Contudo, a constatação continuava sendo a de que, apesar de termos um regime democrático em vias de amadurecimento, a ideia do direito de defesa permanecia distante da naturalização no imaginário social. Uma acusação criminal seguia bastando para que alguém fosse instantaneamente destituído de sua humanidade. Ainda hoje é como se a suspeita de ter praticado um crime suspendesse qualquer denominador comum entre o suposto autor e o conjunto da sociedade. E este continua sendo um problema do presente que se projeta para o futuro na medida em que a Justiça – que para nós significa refazimento – é inflacionada com ressentimento e desejo de vingança, sentimentos supervalorizados, como se a Justiça não fosse capaz de restaurar o equilíbrio social e a reparação se encontrasse apenas na completa ruptura.

Em duas décadas esse punitivismo transformou nosso país na terceira potência carcerária do mundo, sem que, contudo, fosse derrubado o mito de que a impunidade reina por aqui. Temos clareza de que o cárcere, para onde tanto de nossos esforços foram direcionados, é na verdade resultado de uma soma de injustiças. Por isso, nos últimos anos, os caminhos da advocacia criminal combativa que caracteriza o IDDD passaram a cruzar cada vez mais com os dos defensores dos direitos humanos em sentido amplo e sua multiplicidade de causas, como a luta pelo redução da desigualdade social, de gênero, o fim do racismo, dentre outras. Essa confluência pode ser sentida em iniciativas recentes do IDDD como o projeto Mães Livres, que enfrenta violações de direitos produzidas pelo encontro entre o poder punitivo do Estado e a visão patriarcal que marca o sistema de Justiça.
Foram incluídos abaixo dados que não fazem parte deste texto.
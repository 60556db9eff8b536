use axum::extract::Query;
use axum::extract::State;
use axum::http::StatusCode;
use axum::Extension;
use serde::Deserialize;
use serde::Serialize;

use super::ApiError;
use super::ApiSuccess;
use super::UserData;
use crate::domain::session::guard::AuthContext;
use crate::domain::user::models::PageRequest;
use crate::domain::user::models::Role;
use crate::domain::user::models::UserPage;
use crate::inbound::http::router::AppState;

pub async fn list_users(
    State(state): State<AppState>,
    Extension(context): Extension<AuthContext>,
    Query(params): Query<ListUsersParams>,
) -> Result<ApiSuccess<ListUsersResponseData>, ApiError> {
    context.require_role(Role::Admin)?;

    state
        .user_service
        .list_users(params.page_request())
        .await
        .map_err(ApiError::from)
        .map(|ref page| ApiSuccess::new(StatusCode::OK, page.into()))
}

/// Query string of the listing endpoint.
///
/// Values arrive as raw strings so that garbage falls back to defaults instead
/// of rejecting the request.
#[derive(Debug, Clone, Default, Deserialize)]
pub struct ListUsersParams {
    #[serde(rename = "recordPerPage")]
    record_per_page: Option<String>,
    page: Option<String>,
    #[serde(rename = "startIndex")]
    start_index: Option<String>,
}

impl ListUsersParams {
    fn page_request(&self) -> PageRequest {
        let number = |value: &Option<String>| value.as_deref().and_then(|v| v.trim().parse::<i64>().ok());

        PageRequest::new(number(&self.page), number(&self.record_per_page))
            .with_start_index(number(&self.start_index))
    }
}

#[derive(Debug, Clone, PartialEq, Eq, Serialize)]
pub struct ListUsersResponseData {
    pub total_count: u64,
    pub user_items: Vec<UserData>,
}

impl From<&UserPage> for ListUsersResponseData {
    fn from(page: &UserPage) -> Self {
        Self {
            total_count: page.total_count,
            user_items: page.items.iter().map(UserData::from).collect(),
        }
    }
}
use std::sync::Arc;

use anyhow::Context;
use auth::Authenticator;
use sqlx::postgres::PgPoolOptions;
use tracing_subscriber::layer::SubscriberExt;
use tracing_subscriber::util::SubscriberInitExt;
use user_service::config::Config;
use user_service::domain::session::tokens::TokenService;
use user_service::domain::user::ports::UserServicePort;
use user_service::domain::user::service::Deadlines;
use user_service::domain::user::service::UserService;
use user_service::inbound::http::router::create_router;
use user_service::outbound::repositories::InMemoryUserRepository;
use user_service::outbound::repositories::PostgresUserRepository;

#[tokio::main]
async fn main() -> Result<(), anyhow::Error> {
    tracing_subscriber::registry()
        .with(
            tracing_subscriber::EnvFilter::try_from_default_env()
                .unwrap_or_else(|_| "user_service=debug,tower_http=debug".into()),
        )
        .with(tracing_subscriber::fmt::layer())
        .init();

    tracing::info!(
        service = "user-service",
        version = env!("CARGO_PKG_VERSION"),
        "Service starting"
    );

    let config = Config::load().context("Failed to load configuration")?;

    tracing::info!(
        http_port = config.server.http_port,
        persistent = config.database.url.is_some(),
        access_token_hours = config.jwt.access_token_hours,
        refresh_token_hours = config.jwt.refresh_token_hours,
        read_deadline_secs = config.deadlines.read_secs,
        write_deadline_secs = config.deadlines.write_secs,
        "Configuration loaded"
    );

    let authenticator = Arc::new(Authenticator::new(config.jwt.secret.as_bytes()));
    let tokens = Arc::new(TokenService::new(
        Arc::clone(&authenticator),
        config.jwt.access_token_hours,
        config.jwt.refresh_token_hours,
    ));
    tokens
        .self_check()
        .context("Token signing self-check failed")?;

    let deadlines = Deadlines::from(&config.deadlines);

    let user_service: Arc<dyn UserServicePort> = match &config.database.url {
        Some(url) => {
            let pg_pool = PgPoolOptions::new()
                .max_connections(config.database.max_connections)
                .connect(url)
                .await
                .context("Failed to connect to database")?;
            tracing::info!(
                max_connections = config.database.max_connections,
                database = "postgresql",
                "Database connection pool created"
            );

            sqlx::migrate!("./migrations").run(&pg_pool).await?;
            tracing::info!(database = "postgresql", "Database migrations completed");

            let repository = Arc::new(PostgresUserRepository::new(pg_pool));
            Arc::new(
                UserService::new(repository, Arc::clone(&authenticator), Arc::clone(&tokens))
                    .with_deadlines(deadlines),
            )
        }
        None => {
            tracing::warn!("No database url configured; users are kept in memory");
            let repository = Arc::new(InMemoryUserRepository::new());
            Arc::new(
                UserService::new(repository, Arc::clone(&authenticator), Arc::clone(&tokens))
                    .with_deadlines(deadlines),
            )
        }
    };

    let http_address = format!("0.0.0.0:{}", config.server.http_port);
    let http_listener = tokio::net::TcpListener::bind(&http_address).await?;
    tracing::info!(
        address = %http_address,
        port = config.server.http_port,
        protocol = "http",
        "Http server listening"
    );

    let http_application = create_router(user_service, tokens);
    axum::serve(http_listener, http_application).await?;

    tracing::info!("Server exited");
    Ok(())
}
Por mais que a caminhada tenha nos transformado, o que continua a nos mover é a mesma vontade de pavimentar um futuro com Justiça e democracia. Ele, no entanto, não existirá sem o seu fiel escudeiro, o direito de defesa, pelo qual temos lutado nessas duas décadas. Continua na ordem do dia desvincular a ideia de Justiça do ato de punir como única resposta à acusação. Ao contrário disso, Justiça é alcançar a paridade de armas, o respeito a cada uma das etapas do processo penal. Esse é desafio para uma vida. E deve ser enfrentado para que o jovem IDDD, hoje com 20 anos, possa continuar existindo no futuro.

Hugo Leonardo, presidente do IDDD

relacionados

Não existe nenhum post relacionado.

newsletter

Acompanhe nossas ações em defesa dos direitos humanos e do fortalecimento da justiça. Assine nossa newsletter e receba análises, notícias e atualizações sobre nossa atuação.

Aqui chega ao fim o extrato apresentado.